Stored items
────────────────────

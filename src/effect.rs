//! Voice effects and the filter stages that implement them.

use std::fmt;
use std::str::FromStr;

use crate::dsp::Oversample;

/// Boost applied by the shelf stages of the deep and high effects.
const SHELF_BOOST_DB: f32 = 10.0;

/// Drive of the radio distortion curve.
pub const RADIO_DRIVE: f32 = 50.0;

/// Resolution of the radio distortion curve.
pub const RADIO_CURVE_POINTS: usize = 44100;

/// Timbre coloration applied in front of the analyser.
///
/// None of these shift pitch; they only reshape the spectrum.
#[derive(Debug, Clone, Copy, PartialEq, Eq, Hash, Default)]
pub enum VoiceEffect {
    /// Passthrough.
    #[default]
    Natural,
    /// Low shelf boost then low pass: darker, "bigger" voice.
    Deep,
    /// High shelf boost then high pass: brighter, "smaller" voice.
    High,
    /// Soft clipping then band pass: narrow, distorted radio voice.
    Radio,
}

impl VoiceEffect {
    /// All effects, in display order.
    pub const ALL: [VoiceEffect; 4] = [Self::Natural, Self::Deep, Self::High, Self::Radio];

    /// Display name.
    pub fn as_str(self) -> &'static str {
        match self {
            Self::Natural => "Natural",
            Self::Deep => "Deep",
            Self::High => "High",
            Self::Radio => "Radio",
        }
    }

    /// The ordered stages implementing this effect.
    ///
    /// `Natural` has none: the source feeds the analyser directly.
    pub fn stages(self) -> Vec<StageSpec> {
        match self {
            Self::Natural => Vec::new(),
            Self::Deep => vec![
                StageSpec::LowShelf {
                    frequency: 200.0,
                    gain_db: SHELF_BOOST_DB,
                },
                StageSpec::LowPass {
                    frequency: 2000.0,
                    q: 1.0,
                },
            ],
            Self::High => vec![
                StageSpec::HighShelf {
                    frequency: 2000.0,
                    gain_db: SHELF_BOOST_DB,
                },
                StageSpec::HighPass {
                    frequency: 500.0,
                    q: 1.0,
                },
            ],
            Self::Radio => vec![
                StageSpec::WaveShaper {
                    drive: RADIO_DRIVE,
                    points: RADIO_CURVE_POINTS,
                    oversample: Oversample::X4,
                },
                StageSpec::BandPass {
                    frequency: 1000.0,
                    q: 1.0,
                },
            ],
        }
    }
}

impl fmt::Display for VoiceEffect {
    fn fmt(&self, f: &mut fmt::Formatter<'_>) -> fmt::Result {
        f.write_str(self.as_str())
    }
}

/// Error returned when parsing an unknown effect name.
#[derive(Debug, Clone, PartialEq, Eq, thiserror::Error)]
#[error("unknown voice effect '{0}' (expected natural, deep, high or radio)")]
pub struct ParseVoiceEffectError(String);

impl FromStr for VoiceEffect {
    type Err = ParseVoiceEffectError;

    fn from_str(s: &str) -> Result<Self, Self::Err> {
        Self::ALL
            .into_iter()
            .find(|effect| effect.as_str().eq_ignore_ascii_case(s.trim()))
            .ok_or_else(|| ParseVoiceEffectError(s.to_string()))
    }
}

/// Description of one stage of an effect chain.
///
/// Stages are plain data; [`AudioContext`](crate::graph::AudioContext)
/// turns them into nodes at the context's sample rate.
#[derive(Debug, Clone, Copy, PartialEq)]
pub enum StageSpec {
    /// Shelf boost/cut below `frequency`.
    LowShelf {
        /// Corner frequency in Hz.
        frequency: f32,
        /// Shelf gain in dB.
        gain_db: f32,
    },
    /// Shelf boost/cut above `frequency`.
    HighShelf {
        /// Corner frequency in Hz.
        frequency: f32,
        /// Shelf gain in dB.
        gain_db: f32,
    },
    /// Second-order low pass.
    LowPass {
        /// Cutoff in Hz.
        frequency: f32,
        /// Resonance in dB.
        q: f32,
    },
    /// Second-order high pass.
    HighPass {
        /// Cutoff in Hz.
        frequency: f32,
        /// Resonance in dB.
        q: f32,
    },
    /// Constant-peak band pass.
    BandPass {
        /// Center frequency in Hz.
        frequency: f32,
        /// Linear quality factor.
        q: f32,
    },
    /// Soft clipping through [`distortion_curve`](crate::dsp::distortion_curve).
    WaveShaper {
        /// Curve drive.
        drive: f32,
        /// Curve resolution.
        points: usize,
        /// Oversampling around the curve.
        oversample: Oversample,
    },
}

────────────────────

### Instructions for the task
A line counts if it includes the string "Clone". State how many such lines the entries have, with no other text.

### Written solution
3